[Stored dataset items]
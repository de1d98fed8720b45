//! One-shot project commands: new, export, share, role, link, rm.

use std::path::{Path, PathBuf};
use std::time::Duration;

use anyhow::{Context, Result, bail};
use chrono::Utc;

use super::common::App;
use crate::embed::typst::{RESUME_TYP, ResumeVars};
use crate::log;
use crate::session;
use crate::store::{ProjectId, Role, SaveOptions, Share, ShareAccess};

/// Create a project owned by the current user, seeded from the template.
pub async fn new_project(app: &App, title: &str, kind: &str) -> Result<ProjectId> {
    if title.trim().is_empty() {
        bail!("title must not be empty");
    }

    let project = app
        .backend
        .projects
        .create_project(&app.user, title, kind)
        .await
        .context("Failed to create project")?;

    let source = RESUME_TYP.render(&ResumeVars {
        title,
        name: &app.user.id,
        email: &app.user.email,
    });
    app.backend
        .files
        .save_file(&project.typ_path, source.as_bytes(), SaveOptions::default())
        .await
        .with_context(|| format!("Failed to write {}", project.typ_path))?;

    log!("new"; "created {} ({})", project.title, project.id);
    println!("{}", project.id);
    Ok(project.id)
}

/// Compile a project for publishing and write the PDF to `output`.
pub async fn export(app: &App, id: &str, output: Option<&Path>) -> Result<PathBuf> {
    let handle = session::open(
        ProjectId::from(id),
        app.backend.clone(),
        app.compiler(),
        app.session_options(),
    )
    .await?;

    let result = handle.export_pdf().await;
    handle.leave().await?;
    let pdf = result.context("Export failed")?;

    let output = output.map_or_else(|| PathBuf::from(format!("{id}.pdf")), Path::to_path_buf);
    tokio::fs::write(&output, &pdf)
        .await
        .with_context(|| format!("Failed to write {}", output.display()))?;

    log!("export"; "{} ({} bytes)", output.display(), pdf.len());
    Ok(output)
}

pub async fn share(app: &App, id: &str, user_id: &str, edit: bool) -> Result<()> {
    let project = app.owned_project(id).await?;
    if user_id == project.owner_id {
        bail!("{user_id} already owns {}", project.id);
    }

    let access = if edit {
        ShareAccess::Edit
    } else {
        ShareAccess::Read
    };
    app.backend
        .shares
        .create_share(Share {
            project_id: project.id.clone(),
            user_id: user_id.to_string(),
            access,
        })
        .await?;

    log!("share"; "{} can now {} {}", user_id, if edit { "edit" } else { "read" }, project.title);
    Ok(())
}

pub async fn set_role(app: &App, email: &str, role: Role) -> Result<()> {
    app.backend.shares.set_role(email, role).await?;
    log!("role"; "{} is now {:?}", email, role);
    Ok(())
}

/// Print a signed URL for the project's PDF, or check one with `verify`.
pub async fn link(app: &App, id: &str, ttl: Option<u64>, verify: Option<&str>) -> Result<()> {
    if let Some(url) = verify {
        if app.store.verify_signed_url(url, Utc::now().timestamp()) {
            log!("link"; "valid");
            return Ok(());
        }
        bail!("link is invalid or expired");
    }

    let project = app.project(id).await?;
    let ttl = ttl.map_or_else(|| app.config.store.signed_url_ttl(), Duration::from_secs);
    let url = app
        .backend
        .files
        .create_signed_url(&project.pdf_path(), ttl)
        .await
        .with_context(|| format!("No PDF stored for {}; save it in `vitae edit` first", project.id))?;

    println!("{url}");
    Ok(())
}

/// Delete a project's files and record. Only the owner may do this.
pub async fn remove(app: &App, id: &str) -> Result<()> {
    let project = app.owned_project(id).await?;

    let files = &app.backend.files;
    let mut paths = vec![project.typ_path.clone(), project.pdf_path()];
    paths.extend(project.thumbnail_path.clone());
    for path in &paths {
        files
            .delete_file(path)
            .await
            .with_context(|| format!("Failed to delete {path}"))?;
    }

    app.backend.projects.delete_project(&project.id).await?;
    log!("rm"; "deleted {} ({})", project.title, project.id);
    Ok(())
}
//! Logging utilities with colored output and a session status block.
//!
//! This module provides:
//! - `log!` macro for formatted terminal output with colored prefixes
//! - `debug!` macro, only printed with `--verbose`
//! - `SessionStatus` for the overwrite-in-place status block of `vitae edit`
//!
//! # Example
//!
//! ```ignore
//! log!("save"; "saved {} at {}", project, time);
//! debug!("compile"; "dropping stale result for #{}", snapshot);
//!
//! status_success("preview: 2 pages (A4)");
//! status_error("compile failed", "error: unclosed delimiter\n  --> main.typ:3:1");
//! ```

use crossterm::{
    cursor, execute,
    terminal::{Clear, ClearType},
};
use owo_colors::OwoColorize;
use parking_lot::Mutex;
use std::{
    io::{Write, stdout},
    sync::LazyLock,
    sync::atomic::{AtomicBool, Ordering},
};

/// Global verbose flag (set by --verbose CLI argument)
static VERBOSE: AtomicBool = AtomicBool::new(false);

/// Set verbose mode globally
pub fn set_verbose(v: bool) {
    VERBOSE.store(v, Ordering::SeqCst);
}

/// Check if verbose mode is enabled
pub fn is_verbose() -> bool {
    VERBOSE.load(Ordering::SeqCst)
}

// ============================================================================
// Log Macros
// ============================================================================

/// Log a message with a colored module prefix
///
/// # Usage
/// ```ignore
/// log!("module"; "message with {} formatting", args);
/// ```
#[macro_export]
macro_rules! log {
    ($module:expr; $($arg:tt)*) => {{
        $crate::logger::log($module, &format!($($arg)*))
    }};
}

/// Log a debug message (only shown when --verbose is enabled)
///
/// # Usage
/// ```ignore
/// debug!("module"; "debug info: {}", value);
/// ```
#[macro_export]
macro_rules! debug {
    ($module:expr; $($arg:tt)*) => {{
        if $crate::logger::is_verbose() {
            $crate::logger::log($module, &format!($($arg)*))
        }
    }};
}

// ============================================================================
// Helper Functions
// ============================================================================

/// Log a message with a colored module prefix
#[inline]
pub fn log(module: &str, message: &str) {
    let module_lower = module.to_ascii_lowercase();
    let prefix = colorize_prefix(module, &module_lower);

    let mut stdout = stdout().lock();
    execute!(stdout, Clear(ClearType::UntilNewLine)).ok();
    writeln!(stdout, "{prefix} {message}").ok();
    stdout.flush().ok();
}

/// Apply color to a module prefix based on module type
#[inline]
fn colorize_prefix(module: &str, module_lower: &str) -> String {
    let prefix = format!("[{module}]");
    match module_lower {
        "edit" | "session" => prefix.bright_blue().bold().to_string(),
        "save" => prefix.bright_green().bold().to_string(),
        "error" => prefix.bright_red().bold().to_string(),
        _ => prefix.bright_yellow().bold().to_string(),
    }
}

// ============================================================================
// Session Status (single block with overwrite)
// ============================================================================

/// Current local time formatted as HH:MM:SS
fn now() -> String {
    chrono::Local::now().format("%H:%M:%S").to_string()
}

/// Status block for the interactive edit loop
///
/// Each message replaces the previous one so the terminal shows only the
/// latest preview state: ✓ for a fresh preview, ✗ for a compile error,
/// ⚠ for warnings.
pub struct SessionStatus {
    /// Lines of previous output to clear
    last_lines: usize,
}

static SESSION_STATUS: LazyLock<Mutex<SessionStatus>> =
    LazyLock::new(|| Mutex::new(SessionStatus::new()));

impl SessionStatus {
    pub const fn new() -> Self {
        Self { last_lines: 0 }
    }

    /// Display success message (✓ prefix, green).
    pub fn success(&mut self, message: &str) {
        self.display(format!("{}", "✓".green()), message);
    }

    /// Display error message (✗ prefix, red) with optional detail.
    pub fn error(&mut self, summary: &str, detail: &str) {
        let message = if detail.is_empty() {
            summary.to_string()
        } else {
            format!("{summary}\n{detail}")
        };
        self.display(format!("{}", "✗".red()), &message);
    }

    /// Display warning message (⚠ prefix, yellow).
    pub fn warning(&mut self, detail: &str) {
        self.display(format!("{}", "⚠".yellow()), detail);
    }

    fn display(&mut self, symbol: String, message: &str) {
        let mut stdout = stdout().lock();

        if self.last_lines > 0 {
            #[allow(clippy::cast_possible_truncation)]
            let lines = self.last_lines as u16;
            execute!(stdout, cursor::MoveUp(lines)).ok();
            execute!(stdout, Clear(ClearType::FromCursorDown)).ok();
        }

        let timestamp = format!("[{}]", now()).dimmed().to_string();
        writeln!(stdout, "{timestamp} {symbol} {message}").ok();
        stdout.flush().ok();

        self.last_lines = line_count(message);
    }

    /// Forget the previous block so the next message is appended below
    /// instead of overwriting (used after interleaved command output).
    pub fn detach(&mut self) {
        self.last_lines = 0;
    }
}

fn line_count(message: &str) -> usize {
    message.matches('\n').count() + 1
}

/// Global session status: success
pub fn status_success(message: &str) {
    SESSION_STATUS.lock().success(message);
}

/// Global session status: error
pub fn status_error(summary: &str, detail: &str) {
    SESSION_STATUS.lock().error(summary, detail);
}

/// Global session status: warning
pub fn status_warning(detail: &str) {
    SESSION_STATUS.lock().warning(detail);
}

/// Global session status: stop overwriting the last block
pub fn status_detach() {
    SESSION_STATUS.lock().detach();
}

// ============================================================================
// Tests
// ============================================================================

#[cfg(test)]
mod tests {
    use super::*;

    #[test]
    fn test_session_status_new() {
        let status = SessionStatus::new();
        assert_eq!(status.last_lines, 0);
    }

    #[test]
    fn test_line_count_single() {
        assert_eq!(line_count("preview: 1 page (Letter)"), 1);
    }

    #[test]
    fn test_line_count_compile_error() {
        let message = format!(
            "{}\n{}",
            "compile failed", "error: unknown variable: foo\n  --> main.typ:3:2"
        );
        assert_eq!(line_count(&message), 3);
    }

    #[test]
    fn test_detach_resets_overwrite() {
        let mut status = SessionStatus::new();
        status.last_lines = 4;
        status.detach();
        assert_eq!(status.last_lines, 0);
    }

    #[test]
    fn test_verbose_toggle() {
        set_verbose(true);
        assert!(is_verbose());
        set_verbose(false);
        assert!(!is_verbose());
    }
}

WHAT YOU SHOULD DO:
Which of the lines above carry the string "logger"? Pick them out and copy them.

TASK ANSWER:
        $crate::logger::log($module, &format!($($arg)*))
        if $crate::logger::is_verbose() {
            $crate::logger::log($module, &format!($($arg)*))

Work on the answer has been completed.